Ein Museum dürfe nie die Bereitschaft aufgeben, von anderen zu lernen und sich auch positionieren, beschied indes die künftige Belvedere-Chefin: "Ich meine, dass Museumsarbeit klar von einer politischen, ethischen Haltung grundiert sein muss", sagte Rollig. Dazu gehöre auch, eine Vision zu entwickeln für eine Welt, in der wir leben wollen. So könne man nicht nur das althergebrachte Erbe verwalten: "Es muss auch das Erbe zukünftiger Generationen gestaltet werden." Dazu gehörten für sie Fragen wie: "Was ist die österreichische, kulturelle Identität im Gefüge der heutigen globalisierten Welt?" Das Museum müsse heute als "Content-Provider" auftreten und wie ein Medienunternehmen verschiedenste Plattformen bespielen: "Ein Museum kann sich nicht darauf beschränken, Ausstellungen zu machen."

Auch Bergmann zeigte sich erfreut, nach Tätigkeiten für die Erzdiözese Wien und die Tageszeitung "Der Standard" nun einen neuen Bereich für sich zu erschließen: "Nach 17 Jahren ist es durchaus auch einmal Zeit, neue Herausforderungen anzunehmen." Er sehe seine Hauptaufgabe als Geschäftsführer im Wesentlichen darin, die künstlerischen Visionen seines Pendants zu ermöglichen. "Das wird in Zeiten knapper Haushalte nicht immer ganz leicht sein", so Bergmann.

"Kompliment an die Partnervermittlung"

Auf die Zusammenarbeit mit Stella Rollig freue er sich in jedem Falle, beschied der künftige Museumsmitarbeiter in Richtung Kulturminister Drozda: "Ich muss das Kompliment an die Partnervermittlung machen - bei unserem ersten Date ist der Funke übergesprungen."

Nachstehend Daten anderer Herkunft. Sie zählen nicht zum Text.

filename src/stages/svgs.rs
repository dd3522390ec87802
//! SVG optimization.

use super::{StageContext, read_source, run_chain};
use crate::{
    pipeline::Chain,
    stages::Stage,
    utils::fs::{Depth, collect_files, file_name, has_extension},
};
use anyhow::Result;
use std::path::Path;

pub fn run(ctx: &StageContext<'_>) -> Result<usize> {
    let paths = &ctx.workspace.svgs;
    let chain = Chain::new().apply(ctx.tools.svg_optimizer.clone()).emit();

    let sources = collect_files(&paths.input, Depth::Shallow)
        .into_iter()
        .filter(|p| has_extension(p, &["svg"]))
        .map(|file| read_source(&file, Path::new(file_name(&file))))
        .collect::<Result<Vec<_>>>()?;

    let writer = ctx.output.writer(Stage::Svgs, &paths.output);
    run_chain(&chain, sources, &writer)
}
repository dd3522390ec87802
//! Build orchestration.
//!
//! # Architecture
//!
//! ```text
//! Pipeline::build(workspace)
//!     │
//!     ├── clean ──► remove dist/
//!     │
//!     └── (parallel, each after clean)
//!         ├── lint
//!         ├── scripts    ──► dist/js
//!         ├── styles     ──► dist/css
//!         ├── svgs       ──► dist/svg
//!         ├── transpile  ──► dist
//!         └── copy       ──► dist
//! ```
//!
//! Every run gets a fresh [`OutputLedger`], so repeated runs in watch mode
//! never see claims from a previous build.

use crate::{
    config::{FeatureToggles, PipelineConfig},
    graph::{GraphError, RunReport, TaskGraph, TaskResult},
    log,
    output::{DiskSink, OutputLedger, Sink},
    pipeline::Banner,
    stages::{Stage, StageContext},
    tools::Toolchain,
    workspace::Workspace,
};
use anyhow::Result;
use std::{sync::Arc, time::Instant};

/// Stage graph: `clean` first, everything else concurrently after it.
pub fn stage_graph() -> Result<TaskGraph<Stage>, GraphError> {
    Stage::ALL
        .iter()
        .skip(1)
        .fold(TaskGraph::<Stage>::builder().task(Stage::Clean, &[]), |graph, &stage| {
            graph.task(stage, &[Stage::Clean])
        })
        .build()
}

/// Everything needed to build any workspace; shared by every rebuild.
pub struct Pipeline {
    features: FeatureToggles,
    tools: Toolchain,
    banner: Arc<Banner>,
    sink: Arc<dyn Sink>,
    graph: TaskGraph<Stage>,
}

impl Pipeline {
    pub fn new(
        features: FeatureToggles,
        tools: Toolchain,
        banner: Banner,
        sink: Arc<dyn Sink>,
    ) -> Result<Self> {
        Ok(Self {
            features,
            tools,
            banner: Arc::new(banner),
            sink,
            graph: stage_graph()?,
        })
    }

    /// Pipeline writing to disk with the configured collaborators.
    pub fn from_config(config: &PipelineConfig) -> Result<Self> {
        let tools = Toolchain::from_config(&config.tools, &config.root)?;
        let banner = Banner::current(&config.package());
        Self::new(config.features, tools, banner, Arc::new(DiskSink))
    }

    pub const fn features(&self) -> &FeatureToggles {
        &self.features
    }

    /// Run the stage graph once, logging each outcome.
    pub fn run(&self, workspace: &Workspace) -> RunReport<Stage> {
        let ledger = OutputLedger::new(Arc::clone(&self.sink));
        let ctx = StageContext {
            workspace,
            features: &self.features,
            tools: &self.tools,
            banner: &self.banner,
            output: &ledger,
        };

        let report = self.graph.run(|stage| {
            let result = stage.run(&ctx);
            log_outcome(stage, &result);
            result
        });

        if report.is_success() {
            log!("build"; "{} files in {}", ledger.written(), workspace.output.display());
        }
        report
    }

    /// Run the stage graph; fails naming every failed stage.
    pub fn build(&self, workspace: &Workspace) -> Result<()> {
        let start = Instant::now();
        log!("build"; "building {}...", workspace.name);

        self.run(workspace).into_result()?;

        log!("build"; "done in {:.2?}", start.elapsed());
        Ok(())
    }
}

fn log_outcome(stage: Stage, result: &TaskResult) {
    match result {
        TaskResult::Succeeded(0) => {}
        TaskResult::Succeeded(count) => log!(stage.name(); "wrote {count} files"),
        TaskResult::Skipped => log!(stage.name(); "disabled, skipping"),
        TaskResult::Failed(err) => log!("error"; "{stage}: {err:#}"),
        TaskResult::Blocked => log!(stage.name(); "not run, an earlier stage failed"),
    }
}
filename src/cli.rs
//! Command-line interface definitions.
//!
//! Defines all CLI arguments and subcommands using clap.

use clap::{Parser, Subcommand};
use std::path::PathBuf;

/// sitepipe asset pipeline CLI
#[derive(Parser, Debug, Clone)]
#[command(version, about, long_about = None)]
pub struct Cli {
    /// Site to build, skipping the interactive prompt
    #[arg(short, long, global = true, num_args = 0..=1, value_name = "NAME")]
    pub site: Option<Option<String>>,

    /// Project root directory (default: current directory)
    #[arg(short, long)]
    pub root: Option<PathBuf>,

    /// Config file name, relative to root (default: sitepipe.toml)
    #[arg(short = 'C', long, default_value = "sitepipe.toml")]
    pub config: PathBuf,

    /// subcommands; without one the site is cleaned and built once
    #[command(subcommand)]
    pub command: Option<Commands>,
}

/// Available subcommands
#[derive(Subcommand, Debug, Clone)]
pub enum Commands {
    /// Build, then serve the output and rebuild + reload on change
    Watch {
        /// Interface to bind on
        #[arg(short, long)]
        interface: Option<String>,

        /// The port you should provide
        #[arg(short, long)]
        port: Option<u16>,
    },
}

/// What the user asked for with `-s/--site`.
#[derive(Debug, Clone, PartialEq, Eq)]
pub enum SiteArg {
    /// Flag absent: ask interactively
    Prompt,
    /// Flag present without a value
    Missing,
    /// Flag with a value
    Named(String),
}

impl Cli {
    pub const fn is_watch(&self) -> bool {
        matches!(self.command, Some(Commands::Watch { .. }))
    }

    pub fn site_arg(&self) -> SiteArg {
        match &self.site {
            None => SiteArg::Prompt,
            Some(None) => SiteArg::Missing,
            Some(Some(name)) if name.is_empty() => SiteArg::Missing,
            Some(Some(name)) => SiteArg::Named(name.clone()),
        }
    }
}

#[cfg(test)]
mod tests {
    use super::*;

    fn parse(args: &[&str]) -> Cli {
        Cli::parse_from(std::iter::once("sitepipe").chain(args.iter().copied()))
    }

    #[test]
    fn test_default_invocation_prompts() {
        let cli = parse(&[]);
        assert_eq!(cli.site_arg(), SiteArg::Prompt);
        assert!(!cli.is_watch());
    }

    #[test]
    fn test_site_short_and_long() {
        assert_eq!(parse(&["-s", "blog"]).site_arg(), SiteArg::Named("blog".into()));
        assert_eq!(parse(&["--site", "shop"]).site_arg(), SiteArg::Named("shop".into()));
        assert_eq!(parse(&["--site=shop"]).site_arg(), SiteArg::Named("shop".into()));
    }

    #[test]
    fn test_site_without_value() {
        assert_eq!(parse(&["-s"]).site_arg(), SiteArg::Missing);
        assert_eq!(parse(&["--site"]).site_arg(), SiteArg::Missing);
    }

    #[test]
    fn test_watch_subcommand() {
        let cli = parse(&["watch", "-s", "blog", "--port", "8080"]);
        assert!(cli.is_watch());
        assert_eq!(cli.site_arg(), SiteArg::Named("blog".into()));
        assert!(matches!(cli.command, Some(Commands::Watch { port: Some(8080), .. })));
    }
}
//! Dependency graph of build tasks.
//!
//! Tasks declare which tasks they run after. The graph is validated once at
//! construction (duplicates, unknown dependencies, cycles) and layered into
//! waves; running it executes every task of a wave concurrently and waits
//! for the wave before starting the next.
//!
//! ```text
//! wave 0:  clean
//!            │
//! wave 1:  lint  scripts  styles  svgs  transpile  copy
//! ```
//!
//! A task whose predecessor failed (or was itself blocked) is not run and
//! reports [`TaskResult::Blocked`]. A skipped predecessor does not block.

use anyhow::{Result, bail};
use rayon::prelude::*;
use rustc_hash::{FxHashMap, FxHashSet};
use std::{fmt, hash::Hash};
use thiserror::Error;

/// Graph construction errors
#[derive(Debug, Error, PartialEq, Eq)]
pub enum GraphError {
    #[error("task `{0}` is declared twice")]
    Duplicate(String),

    #[error("task `{task}` runs after unknown task `{dependency}`")]
    UnknownDependency { task: String, dependency: String },

    #[error("tasks form a cycle: {}", .0.join(", "))]
    Cycle(Vec<String>),
}

/// Outcome of one task in one run.
#[derive(Debug)]
pub enum TaskResult {
    /// Finished; carries the number of files written
    Succeeded(usize),
    /// Disabled by its toggle
    Skipped,
    Failed(anyhow::Error),
    /// Not run because a predecessor failed
    Blocked,
}

impl TaskResult {
    /// Whether dependents of this task must not run.
    pub const fn blocks_dependents(&self) -> bool {
        matches!(self, Self::Failed(_) | Self::Blocked)
    }
}

/// Collects task declarations before validation.
pub struct GraphBuilder<T> {
    tasks: Vec<(T, Vec<T>)>,
}

impl<T> GraphBuilder<T>
where
    T: Copy + Eq + Hash + fmt::Display,
{
    /// Declare `task`, running after every task in `after`.
    pub fn task(mut self, task: T, after: &[T]) -> Self {
        self.tasks.push((task, after.to_vec()));
        self
    }

    /// Validate the declarations and layer them into waves.
    pub fn build(self) -> Result<TaskGraph<T>, GraphError> {
        let mut known = FxHashSet::default();
        for (task, _) in &self.tasks {
            if !known.insert(*task) {
                return Err(GraphError::Duplicate(task.to_string()));
            }
        }

        for (task, after) in &self.tasks {
            if let Some(dependency) = after.iter().find(|d| !known.contains(*d)) {
                return Err(GraphError::UnknownDependency {
                    task: task.to_string(),
                    dependency: dependency.to_string(),
                });
            }
        }

        // Kahn's algorithm, one wave per round
        let mut placed = FxHashSet::default();
        let mut remaining: Vec<&(T, Vec<T>)> = self.tasks.iter().collect();
        let mut waves = Vec::new();

        while !remaining.is_empty() {
            let (ready, blocked): (Vec<_>, Vec<_>) = remaining
                .into_iter()
                .partition(|(_, after)| after.iter().all(|d| placed.contains(d)));

            if ready.is_empty() {
                return Err(GraphError::Cycle(
                    blocked.iter().map(|(task, _)| task.to_string()).collect(),
                ));
            }

            let wave: Vec<T> = ready.iter().map(|(task, _)| *task).collect();
            placed.extend(wave.iter().copied());
            waves.push(wave);
            remaining = blocked;
        }

        let after = self.tasks.into_iter().collect();
        Ok(TaskGraph { after, waves })
    }
}

/// A validated, layered task graph.
#[derive(Debug)]
pub struct TaskGraph<T> {
    after: FxHashMap<T, Vec<T>>,
    waves: Vec<Vec<T>>,
}

impl<T> TaskGraph<T>
where
    T: Copy + Eq + Hash + fmt::Display + Send + Sync,
{
    pub fn builder() -> GraphBuilder<T> {
        GraphBuilder { tasks: Vec::new() }
    }

    /// Tasks grouped into waves, in execution order.
    #[cfg(test)]
    pub fn waves(&self) -> &[Vec<T>] {
        &self.waves
    }

    /// Run every task with `run`, wave by wave.
    pub fn run<F>(&self, run: F) -> RunReport<T>
    where
        F: Fn(T) -> TaskResult + Sync,
    {
        let mut results: Vec<(T, TaskResult)> = Vec::new();

        for wave in &self.waves {
            let outcomes: Vec<(T, TaskResult)> = {
                let done: FxHashMap<T, &TaskResult> = results.iter().map(|(t, r)| (*t, r)).collect();
                wave.par_iter()
                    .map(|&task| {
                        let blocked = self.after[&task]
                            .iter()
                            .any(|d| done.get(d).is_some_and(|r| r.blocks_dependents()));
                        let result = if blocked { TaskResult::Blocked } else { run(task) };
                        (task, result)
                    })
                    .collect()
            };
            results.extend(outcomes);
        }

        RunReport { results }
    }
}

/// Per-task outcomes of one run, in execution order.
#[derive(Debug)]
pub struct RunReport<T> {
    results: Vec<(T, TaskResult)>,
}

impl<T> RunReport<T>
where
    T: Copy + Eq + fmt::Display,
{
    #[cfg(test)]
    pub fn get(&self, task: T) -> Option<&TaskResult> {
        self.results.iter().find(|(t, _)| *t == task).map(|(_, r)| r)
    }

    /// Tasks that failed themselves (blocked tasks are not included).
    pub fn failed(&self) -> Vec<T> {
        self.results
            .iter()
            .filter(|(_, r)| matches!(r, TaskResult::Failed(_)))
            .map(|(t, _)| *t)
            .collect()
    }

    pub fn is_success(&self) -> bool {
        !self.results.iter().any(|(_, r)| r.blocks_dependents())
    }

    /// Collapse the report into an error naming the failed tasks.
    pub fn into_result(self) -> Result<()> {
        let failed = self.failed();
        if failed.is_empty() {
            return Ok(());
        }

        let names: Vec<_> = failed.iter().map(ToString::to_string).collect();
        bail!("build failed: {}", names.join(", "))
    }
}

#[cfg(test)]
mod tests {
    use super::*;
    use anyhow::anyhow;
    use parking_lot::Mutex;

    fn diamond() -> TaskGraph<&'static str> {
        TaskGraph::builder()
            .task("clean", &[])
            .task("a", &["clean"])
            .task("b", &["clean"])
            .task("c", &["a"])
            .build()
            .unwrap()
    }

    #[test]
    fn test_waves_follow_edges() {
        let graph = diamond();
        assert_eq!(graph.waves(), &[vec!["clean"], vec!["a", "b"], vec!["c"]]);
    }

    #[test]
    fn test_duplicate_rejected() {
        let err = TaskGraph::builder().task("a", &[]).task("a", &[]).build().unwrap_err();
        assert_eq!(err, GraphError::Duplicate("a".into()));
    }

    #[test]
    fn test_unknown_dependency_rejected() {
        let err = TaskGraph::builder().task("a", &["ghost"]).build().unwrap_err();
        assert_eq!(
            err,
            GraphError::UnknownDependency {
                task: "a".into(),
                dependency: "ghost".into()
            }
        );
    }

    #[test]
    fn test_cycle_rejected() {
        let err = TaskGraph::builder()
            .task("root", &[])
            .task("a", &["b"])
            .task("b", &["a"])
            .build()
            .unwrap_err();
        assert_eq!(err, GraphError::Cycle(vec!["a".into(), "b".into()]));
        assert_eq!(err.to_string(), "tasks form a cycle: a, b");
    }

    #[test]
    fn test_run_order_respects_waves() {
        let graph = diamond();
        let order = Mutex::new(Vec::new());

        let report = graph.run(|task| {
            order.lock().push(task);
            TaskResult::Succeeded(1)
        });

        let order = order.into_inner();
        assert_eq!(order.first(), Some(&"clean"));
        assert_eq!(order.last(), Some(&"c"));
        assert!(report.is_success());
        assert!(report.into_result().is_ok());
    }

    #[test]
    fn test_failure_blocks_dependents_only() {
        let graph = diamond();
        let ran = Mutex::new(Vec::new());

        let report = graph.run(|task| {
            ran.lock().push(task);
            match task {
                "a" => TaskResult::Failed(anyhow!("boom")),
                _ => TaskResult::Succeeded(0),
            }
        });

        assert!(!ran.lock().contains(&"c"));
        assert!(matches!(report.get("b"), Some(TaskResult::Succeeded(0))));
        assert!(matches!(report.get("c"), Some(TaskResult::Blocked)));
        assert_eq!(report.failed(), vec!["a"]);
        assert!(!report.is_success());

        let err = report.into_result().unwrap_err();
        assert_eq!(err.to_string(), "build failed: a");
    }

    #[test]
    fn test_skipped_does_not_block() {
        let graph = diamond();
        let report = graph.run(|task| match task {
            "clean" => TaskResult::Skipped,
            _ => TaskResult::Succeeded(0),
        });

        assert!(report.is_success());
        assert!(matches!(report.get("c"), Some(TaskResult::Succeeded(0))));
    }

    #[test]
    fn test_failed_root_blocks_everything() {
        let graph = diamond();
        let report = graph.run(|task| match task {
            "clean" => TaskResult::Failed(anyhow!("permission denied")),
            _ => TaskResult::Succeeded(0),
        });

        for task in ["a", "b", "c"] {
            assert!(matches!(report.get(task), Some(TaskResult::Blocked)));
        }
        assert_eq!(report.failed(), vec!["clean"]);
    }
}
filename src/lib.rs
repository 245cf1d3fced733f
//! Workspace-level integration tests live under `tests/`.
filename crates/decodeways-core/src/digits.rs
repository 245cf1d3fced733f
//! Byte-level digit classification for the A=1 … Z=26 code table.

/// True for ASCII '0'..='9'.
#[inline]
#[must_use]
pub fn is_digit(b: u8) -> bool {
    b.is_ascii_digit()
}

#[inline]
#[must_use]
pub fn is_zero(b: u8) -> bool {
    b == b'0'
}

/// True when a '0' may follow `a`, i.e. `a0` is one of the codes 10 or 20.
#[inline]
#[must_use]
pub fn accepts_zero(a: u8) -> bool {
    matches!(a, b'1' | b'2')
}

/// True when `ab` decodes two ways: as one letter (11–19, 21–26) or as two.
///
/// 10 and 20 are not ambiguous; the zero can only pair with its predecessor.
#[inline]
#[must_use]
pub fn is_ambiguous_pair(a: u8, b: u8) -> bool {
    match a {
        b'1' => matches!(b, b'1'..=b'9'),
        b'2' => matches!(b, b'1'..=b'6'),
        _ => false,
    }
}
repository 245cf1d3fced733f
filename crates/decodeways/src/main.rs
//! DecodeWays-rs: counts the ways a digit string decodes under A=1 … Z=26.

use std::process::ExitCode;

use decodeways_cli::{CLIResultPresenter, ResultPresenter};
use decodeways_lib::{app, config, errors};

fn main() -> ExitCode {
    let config = config::AppConfig::parse();

    // Initialize tracing
    let level = if config.verbose {
        tracing::Level::DEBUG
    } else {
        tracing::Level::WARN
    };
    tracing_subscriber::fmt()
        .with_writer(std::io::stderr)
        .with_env_filter(
            tracing_subscriber::EnvFilter::from_default_env().add_directive(level.into()),
        )
        .init();

    match app::run(&config) {
        Ok(()) => ExitCode::SUCCESS,
        Err(err) => {
            CLIResultPresenter::new(false).present_error(&format!("{err:#}"));
            errors::exit_code(&err)
        }
    }
}
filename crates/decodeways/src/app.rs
//! Application entry point and dispatch.

use std::time::Instant;

use anyhow::{Context, Result};

use decodeways_cli::output::write_to_file;
use decodeways_cli::{CLIResultPresenter, ResultPresenter};
use decodeways_core::ClusterCounter;

use crate::config::AppConfig;
use crate::input::read_input;

/// Run the application.
pub fn run(config: &AppConfig) -> Result<()> {
    // Handle shell completion
    if let Some(shell) = config.completion {
        let mut cmd = <AppConfig as clap::CommandFactory>::command();
        decodeways_cli::completion::generate_completion(&mut cmd, shell, &mut std::io::stdout());
        return Ok(());
    }

    let path = config
        .input
        .as_deref()
        .context("missing input file argument")?;
    let bytes = read_input(path, config.trim)?;

    let start = Instant::now();
    let report = ClusterCounter::new()
        .analyze(&bytes)
        .context("invalid input")?;
    let duration = start.elapsed();
    tracing::debug!(
        clusters = report.clusters,
        longest_cluster = report.longest_cluster,
        elapsed = ?duration,
        "count complete"
    );

    CLIResultPresenter::new(config.details).present_result(&report, duration);

    if let Some(ref output) = config.output {
        write_to_file(output, &report.ways)
            .with_context(|| format!("cannot write '{}'", output.display()))?;
        tracing::info!(path = %output.display(), "result written");
    }

    Ok(())
}
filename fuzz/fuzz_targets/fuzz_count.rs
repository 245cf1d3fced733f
#![no_main]

use libfuzzer_sys::fuzz_target;
use num_bigint::BigUint;

use decodeways_core::batch::count_all;
use decodeways_core::counter::ClusterCounter;

fuzz_target!(|data: &[u8]| {
    // Should not panic, and both routes must agree
    let owned = ClusterCounter::new().count(data);
    let batched = count_all(&[data]).pop().expect("one result per input");
    assert_eq!(owned, batched);

    if let Ok(ways) = owned {
        assert!(ways >= BigUint::from(1u32));
    }
});
//! Append-only table of big Fibonacci numbers, extended on demand.
//!
//! `FibonacciCache` is owned by a single counter and needs `&mut self`.
//! `SharedFibonacciCache` wraps the same table in a mutex so one cache can
//! serve counting calls running on several threads.

use num_bigint::BigUint;
use num_traits::{One, Zero};
use parking_lot::Mutex;

/// Anything that can multiply an accumulator by F(index).
///
/// The cluster counter is generic over this so it can run against an owned
/// cache or a shared one.
pub trait FibonacciSource {
    /// Multiply `acc` in place by F(`index`).
    fn multiply_by(&mut self, acc: &mut BigUint, index: usize);
}

/// Memoized Fibonacci table with F(0) = 0 and F(1) = 1.
///
/// Entries are never removed or recomputed; asking for an index beyond the
/// frontier extends the table up to and including that index.
///
/// # Example
/// ```
/// use decodeways_core::fib_cache::FibonacciCache;
/// let mut cache = FibonacciCache::new();
/// assert_eq!(cache.fibonacci(10).to_string(), "55");
/// ```
#[derive(Debug, Clone)]
pub struct FibonacciCache {
    table: Vec<BigUint>,
}

impl FibonacciCache {
    /// Create a cache holding only the base values `[0, 1]`.
    #[must_use]
    pub fn new() -> Self {
        Self {
            table: vec![BigUint::zero(), BigUint::one()],
        }
    }

    /// Return F(n), extending the table if `n` is past the frontier.
    pub fn fibonacci(&mut self, n: usize) -> &BigUint {
        self.extend_to(n);
        &self.table[n]
    }

    /// Number of stored entries (frontier index + 1).
    #[must_use]
    pub fn len(&self) -> usize {
        self.table.len()
    }

    /// Always `false`: the base values are present from construction.
    #[must_use]
    pub fn is_empty(&self) -> bool {
        self.table.is_empty()
    }

    fn extend_to(&mut self, n: usize) {
        if n < self.table.len() {
            return;
        }
        self.table.reserve(n + 1 - self.table.len());
        for i in self.table.len()..=n {
            let next = &self.table[i - 1] + &self.table[i - 2];
            self.table.push(next);
        }
    }
}

impl Default for FibonacciCache {
    fn default() -> Self {
        Self::new()
    }
}

impl FibonacciSource for FibonacciCache {
    fn multiply_by(&mut self, acc: &mut BigUint, index: usize) {
        *acc *= self.fibonacci(index);
    }
}

impl FibonacciSource for &mut FibonacciCache {
    fn multiply_by(&mut self, acc: &mut BigUint, index: usize) {
        *acc *= self.fibonacci(index);
    }
}

/// Thread-safe Fibonacci table backed by a `Mutex<FibonacciCache>`.
///
/// The lock covers read-extend-clone; the multiplication itself happens
/// outside the lock.
#[derive(Debug, Default)]
pub struct SharedFibonacciCache {
    inner: Mutex<FibonacciCache>,
}

impl SharedFibonacciCache {
    #[must_use]
    pub fn new() -> Self {
        Self {
            inner: Mutex::new(FibonacciCache::new()),
        }
    }

    /// Return a copy of F(n), extending the shared table if needed.
    pub fn fibonacci(&self, n: usize) -> BigUint {
        self.inner.lock().fibonacci(n).clone()
    }

    /// Number of stored entries.
    #[must_use]
    pub fn len(&self) -> usize {
        self.inner.lock().len()
    }

    #[must_use]
    pub fn is_empty(&self) -> bool {
        self.inner.lock().is_empty()
    }
}

impl FibonacciSource for &SharedFibonacciCache {
    fn multiply_by(&mut self, acc: &mut BigUint, index: usize) {
        let factor = self.fibonacci(index);
        *acc *= factor;
    }
}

Wer folgt Bergmann im "Standard"?

Standard"-Herausgeber Oscar Bronner bedauert den Abgang seines langjährigen Geschäftsführers und Vorstandes. "Ich gratuliere dem Belvedere zu dieser Entscheidung", so Bronner. Bergmann übernimmt die kaufmännische Direktion des Belvedere, wurde am Montag mitgeteilt. "Jetzt, da ich weiß, zu welcher besonders schönen Aufgabe es ihn zieht, ist mir auch klar, warum ich ihm das Zurücklegen seiner Funktionen nicht ausreden konnte", meinte Bronner. Ihn ziehen zu lassen, "kann 'Der Standard' wohl als Sponsorship für diese kulturelle Institution verbuchen", so der Herausgeber weiter.

Ob und wann bekannt gegeben wird, wer Bergmann als Geschäftsführer nachfolgt, ist noch unklar.  Ein Nachfolger Bergmanns wurde noch nicht bekannt gegeben, so Bronner. Neben Bergmann fungierte zuletzt Bronners ältester Sohn Alexander Mitteräcker als "Standard"-Vorstand.